Dataset entries:
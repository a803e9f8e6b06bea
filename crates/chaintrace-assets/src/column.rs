use chaintrace_ledger::{CallArg, LedgerObject, Transaction};
use tracing::info;

use crate::aircraft::now_ms;
use crate::error::{CommandError, Result};
use crate::service::AssetService;
use crate::types::{require_str, require_u64, CommandOutcome, CreateColumn};

impl AssetService {
    /// Register a structural column with its alarm thresholds.
    ///
    /// When `building_id` is supplied, the column is attached to the
    /// building by a chained call in the same transaction, so a column
    /// can never exist half-registered.
    pub async fn create_column(&self, req: CreateColumn) -> Result<CommandOutcome> {
        let column_id = require_str(&req.column_id, "column_id")?;
        let floor_level = require_u64(&req.floor_level, "floor_level")?;
        let column_type = require_str(&req.column_type, "column_type")?;
        let material = require_str(&req.material, "material")?;
        let max_tilt = require_u64(&req.max_tilt, "max_tilt")?;
        let max_vibration = require_u64(&req.max_vibration, "max_vibration")?;
        let crack_threshold = require_u64(&req.crack_threshold, "crack_threshold")?;

        let mut tx = Transaction::new();
        let column = tx.move_call(
            self.target("column::create_column"),
            vec![
                CallArg::string(&column_id),
                CallArg::u64(floor_level),
                CallArg::string(column_type),
                CallArg::string(material),
                CallArg::u64(now_ms()),
                CallArg::u64(max_tilt),
                CallArg::u64(max_vibration),
                CallArg::u64(crack_threshold),
            ],
        );

        if let Some(building_id) = req.building_id.as_deref().filter(|s| !s.trim().is_empty()) {
            tx.move_call(
                self.target("column::attach_to_building"),
                vec![column, CallArg::address(building_id)],
            );
        }

        let response = self.ledger.submit(tx).await?;
        let created = response
            .created_object("::column::Column")
            .ok_or(CommandError::CreatedObjectMissing { type_name: "Column" })?
            .to_string();

        info!(column = %created, %column_id, "column created");
        Ok(CommandOutcome {
            digest: response.digest,
            created_object_id: Some(created),
        })
    }

    pub async fn list_columns(&self, owner: &str) -> Result<Vec<LedgerObject>> {
        self.list_owned(owner, "column::Column").await
    }
}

- [WHAT TO WORK ON]
Wherever the string "target" appears in the entries, copy that line.

- [OUTPUT FOR THIS EXERCISE]
            self.target("column::create_column"),
                self.target("column::attach_to_building"),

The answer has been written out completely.